The night’s glitter and glam couldn’t mask the underlying whiff of decline and decay any more than Phil Schofield, inset, can hide his bald spot for ever.

EastEnders won ONE gong. People were shocked – what had they done to even deserve that? The show’s been going downhill faster than Johan Clarey ever since Sean O’Connor took over as exec producer.

He’s done for soap fans what the dementia tax did for May.

In fairness, Enders woz robbed. Think how well they’d have done if the awards had played to their strengths, with categories like:

Most Tedious FingerWagg­ing: They’ve lectured us on everything from “sexism” to the evils of the free market, throwing in some casual Brexit-bashing along the way.

Dumbest Episode: A 764 doubledeck­er, never seen before, somehow careened into Bridge Street market, pictured. A dozen or so locals lifted the 13-ton vehicle with unlikely ease.

No-one died. The bus was bound for Barking. The writer was already there.

Worst plot: A toss-up. Was it Vincent supplying sperm to “sister” Donna, Gavin re-enacting The Shining or Louise posting dog muck through Denise’s letter box? The poo was later recycled as Denise’s GCSE/starvation storyline. Loopiest Scene: Cockney locals stomping out of the Vic in protest at an old lady with dementia singing Spike Milligan’s “racist” Ying Tong Song. Most Ruined Character: Michelle Fowler. Runners-up: Jay Brown and Mick Carter (unless you bed Whit and kick out Shirley double lively, son).

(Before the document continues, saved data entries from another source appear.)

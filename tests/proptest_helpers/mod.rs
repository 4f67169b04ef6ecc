#![allow(dead_code)]

use std::collections::HashMap;

use proptest::prelude::*;
use proptest::test_runner::{Config as ProptestConfig, FileFailurePersistence};

pub fn proptest_config() -> ProptestConfig {
    let cases = std::env::var("PROPTEST_CASES")
        .ok()
        .and_then(|v| v.parse::<u32>().ok())
        .unwrap_or(64);

    let mut config = ProptestConfig::with_failure_persistence(FileFailurePersistence::WithSource(
        "proptest-regressions",
    ));
    config.cases = cases;
    config.max_shrink_iters = 1024;
    config
}

/// One generated label-graph line, kept structured so tests can compute the
/// expected extraction independently of the parser.
#[derive(Clone, Debug)]
pub enum GenLine {
    Object { id: String, label: String },
    BBox { id: String, corners: [f64; 4] },
    Relation { from: String, to: String },
    Comment,
}

impl GenLine {
    pub fn render(&self) -> String {
        match self {
            GenLine::Object { id, label } => format!("O, {id}, {label}, 1.0, 0"),
            GenLine::BBox { id, corners } => format!(
                "BB, {id}, {}, {}, {}, {}",
                corners[0], corners[1], corners[2], corners[3]
            ),
            GenLine::Relation { from, to } => format!("R, {from}, {to}, Right, 1.0"),
            GenLine::Comment => "# generated".to_string(),
        }
    }
}

pub fn arb_id() -> impl Strategy<Value = String> {
    "[a-z]{1,2}_[0-9]".prop_map(|s| s)
}

pub fn arb_label() -> impl Strategy<Value = String> {
    prop_oneof![
        "[a-zA-Z0-9]".prop_map(|s| s),
        Just("+".to_string()),
        Just("\\sqrt".to_string()),
        Just("\\frac".to_string()),
        Just("(".to_string()),
    ]
}

pub fn arb_coord() -> impl Strategy<Value = f64> {
    (0i32..2000).prop_map(|v| v as f64 / 4.0)
}

pub fn arb_line() -> impl Strategy<Value = GenLine> {
    prop_oneof![
        4 => (arb_id(), arb_label()).prop_map(|(id, label)| GenLine::Object { id, label }),
        4 => (arb_id(), prop::array::uniform4(arb_coord()))
            .prop_map(|(id, corners)| GenLine::BBox { id, corners }),
        1 => (arb_id(), arb_id()).prop_map(|(from, to)| GenLine::Relation { from, to }),
        1 => Just(GenLine::Comment),
    ]
}

pub fn arb_lines(max: usize) -> impl Strategy<Value = Vec<GenLine>> {
    prop::collection::vec(arb_line(), 0..max)
}

pub fn render(lines: &[GenLine]) -> String {
    let mut text = String::new();
    for line in lines {
        text.push_str(&line.render());
        text.push('\n');
    }
    text
}

/// Expected extraction: object ids in first-declaration order with the last
/// label and last box for each, keeping only ids that have both.
pub fn expected_objects(lines: &[GenLine]) -> Vec<(String, String, [f64; 4])> {
    let mut order: Vec<String> = Vec::new();
    let mut labels: HashMap<String, String> = HashMap::new();
    let mut boxes: HashMap<String, [f64; 4]> = HashMap::new();

    for line in lines {
        match line {
            GenLine::Object { id, label } => {
                if labels.insert(id.clone(), label.clone()).is_none() {
                    order.push(id.clone());
                }
            }
            GenLine::BBox { id, corners } => {
                let [x1, y1, x2, y2] = *corners;
                boxes.insert(
                    id.clone(),
                    [x1.min(x2), y1.min(y2), x1.max(x2), y1.max(y2)],
                );
            }
            GenLine::Relation { .. } | GenLine::Comment => {}
        }
    }

    order
        .into_iter()
        .filter_map(|id| {
            let bbox = *boxes.get(&id)?;
            let label = labels.get(&id)?.clone();
            Some((id, label, bbox))
        })
        .collect()
}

Oddest twist: Steven Beale forgetting that he’s gay. Runner-up: Fat Pat’s ghost turning up. She’d been dead four years but had still put on weight.

Most Far-fetched Lurv Affair: Michelle and Preston.

Duffest doof-doof ending: Denise and her saucepan of pasta. Runner-up: Ian’s “I’ll put the kettle on”. The drama!

EastEnders hasn’t mucked up this badly since they went to Ireland and portrayed the locals as pig-thick drunks.

Its mix of p*ss-poor writing and hectoring propaganda saw viewing figures slump to just 4million in March.

Corrie is wobbling too. Instead of moving it to six episodes a week, ITV should cut it back and let it breathe. Emmerdale deserved their win, but Corrie did dementia first. With squeezed budgets and extra hours to fill, soaps are compelled to crank up the trauma and recycle old storylines.

How much murder and misery can one tiny, politicall­y correct neighbourh­ood reasonably endure?